[Saved entries]
━━━

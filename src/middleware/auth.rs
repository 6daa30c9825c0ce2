//! Middleware de autenticación
//!
//! Resuelve el `Caller` de cada petición y lo deja en las extensiones para
//! que los controllers apliquen la autorización por rol.

use axum::{
    extract::{Request, State},
    http::header::AUTHORIZATION,
    middleware::Next,
    response::Response,
};
use tracing::debug;

use crate::models::auth::Caller;
use crate::state::AppState;
use crate::utils::errors::AppError;
use crate::utils::jwt::extract_token_from_header;

/// Token válido → `Caller::User`; token inválido → 401.
/// Sin token → `Caller::Anonymous`, salvo con `AUTH_REQUIRED=true` (401).
pub async fn auth_middleware(
    State(state): State<AppState>,
    mut request: Request,
    next: Next,
) -> Result<Response, AppError> {
    let header = request
        .headers()
        .get(AUTHORIZATION)
        .map(|h| {
            h.to_str()
                .map(str::to_owned)
                .map_err(|_| AppError::Unauthorized("Header Authorization inválido".to_string()))
        })
        .transpose()?;

    let caller = match header {
        Some(header) => {
            let token = extract_token_from_header(&header)?;
            let user = state.auth.validate_token(token)?;
            debug!("👤 Petición de '{}' ({})", user.username, user.role.as_str());
            Caller::User(user)
        }
        None if state.config.auth_required => {
            return Err(AppError::Unauthorized("Se requiere autenticación".to_string()));
        }
        None => Caller::Anonymous,
    };

    request.extensions_mut().insert(caller);
    Ok(next.run(request).await)
}
use anyhow::Result;
use dotenvy::dotenv;
use std::net::SocketAddr;
use tokio::signal;
use tracing::{error, info, warn};

use logistics_dashboard::config::EnvironmentConfig;
use logistics_dashboard::{create_app, AppState};

#[tokio::main]
async fn main() -> Result<()> {
    // Cargar variables de entorno
    dotenv().ok();
    let config = EnvironmentConfig::from_env();

    // Configurar logging
    tracing_subscriber::fmt()
        .with_max_level(config.tracing_level())
        .init();

    info!("🚚 Sistema de Ruteo Logístico - API");
    info!("==================================");

    if config.is_development() && !config.auth_required {
        warn!("⚠️ AUTH_REQUIRED=false: las peticiones sin token tienen acceso de administrador");
    }

    let addr: SocketAddr = config.server_url().parse()?;
    let state = AppState::seeded(config).await;
    let app = create_app(state);

    info!("🌐 Servidor iniciando en http://{}", addr);
    info!("🔍 Endpoints disponibles:");
    info!("🔐 Autenticación:");
    info!("   POST /api/auth/login - Login");
    info!("   GET  /api/auth/me - Usuario actual");
    info!("📦 Paquetes:");
    info!("   GET    /api/packages - Listar paquetes");
    info!("   POST   /api/packages - Crear paquete");
    info!("   GET    /api/packages/:id - Obtener paquete");
    info!("   PUT    /api/packages/:id - Actualizar paquete");
    info!("   DELETE /api/packages/:id - Eliminar paquete");
    info!("   POST   /api/packages/:id/assign - Asignar conductor");
    info!("   POST   /api/packages/refresh - Recargar datos semilla");
    info!("🗺️ Rutas:");
    info!("   GET  /api/routes - Listar rutas");
    info!("   POST /api/routes - Crear ruta");
    info!("   GET  /api/routes/:id - Obtener ruta");
    info!("   PUT  /api/routes/:id - Actualizar estado de ruta");
    info!("   POST /api/routes/refresh - Recargar datos semilla");
    info!("📊 Panel:");
    info!("   GET  /api/stats - Resumen de la operación");
    info!("   GET  /api/conductor/dashboard - Entregas del conductor");
    info!("📖 Sistema:");
    info!("   GET  /api/swagger - Documentación OpenAPI");
    info!("   GET  /api/health - Estado del servicio");

    let listener = tokio::net::TcpListener::bind(addr).await?;
    if let Err(e) = axum::serve(listener, app)
        .with_graceful_shutdown(shutdown_signal())
        .await
    {
        error!("❌ Error del servidor: {}", e);
        return Err(e.into());
    }

    info!("👋 Servidor terminado");
    Ok(())
}

/// Señal de apagado graceful
async fn shutdown_signal() {
    let ctrl_c = async {
        if let Err(e) = signal::ctrl_c().await {
            error!("❌ No se pudo instalar el manejador de Ctrl+C: {}", e);
            std::future::pending::<()>().await;
        }
    };

    #[cfg(unix)]
    let terminate = async {
        match signal::unix::signal(signal::unix::SignalKind::terminate()) {
            Ok(mut stream) => {
                stream.recv().await;
            }
            Err(e) => {
                error!("❌ No se pudo instalar el manejador de SIGTERM: {}", e);
                std::future::pending::<()>().await;
            }
        }
    };

    #[cfg(not(unix))]
    let terminate = std::future::pending::<()>();

    tokio::select! {
        _ = ctrl_c => {
            info!("🛑 Señal Ctrl+C recibida, apagando servidor...");
        },
        _ = terminate => {
            info!("🛑 Señal de terminación recibida, apagando servidor...");
        },
    }
}
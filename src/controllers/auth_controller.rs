use std::sync::Arc;

use validator::Validate;

use crate::dto::auth_dto::{LoginRequest, LoginResponse};
use crate::models::auth::{AuthUser, Caller};
use crate::services::auth_service::AuthService;
use crate::state::AppState;
use crate::utils::errors::{AppError, AppResult};

pub struct AuthController {
    auth: Arc<AuthService>,
}

impl AuthController {
    pub fn new(state: &AppState) -> Self {
        Self {
            auth: state.auth.clone(),
        }
    }

    pub async fn login(&self, request: LoginRequest) -> AppResult<LoginResponse> {
        request.validate()?;
        let user = self.auth.login(&request.username, &request.password).await?;
        let token = self.auth.issue_token(&user)?;

        Ok(LoginResponse {
            user,
            token,
            token_type: "Bearer",
            expires_in: self.auth.token_ttl_seconds(),
        })
    }

    pub fn me(&self, caller: &Caller) -> AppResult<AuthUser> {
        caller
            .user()
            .cloned()
            .ok_or_else(|| AppError::Unauthorized("No hay sesión activa".to_string()))
    }
}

━━━

Filter the records above for the string "Unauthorized" and copy each matching line.

### OUTPUT FOR THIS EXERCISE
                .map_err(|_| AppError::Unauthorized("Header Authorization inválido".to_string()))
            return Err(AppError::Unauthorized("Se requiere autenticación".to_string()));
            .ok_or_else(|| AppError::Unauthorized("No hay sesión activa".to_string()))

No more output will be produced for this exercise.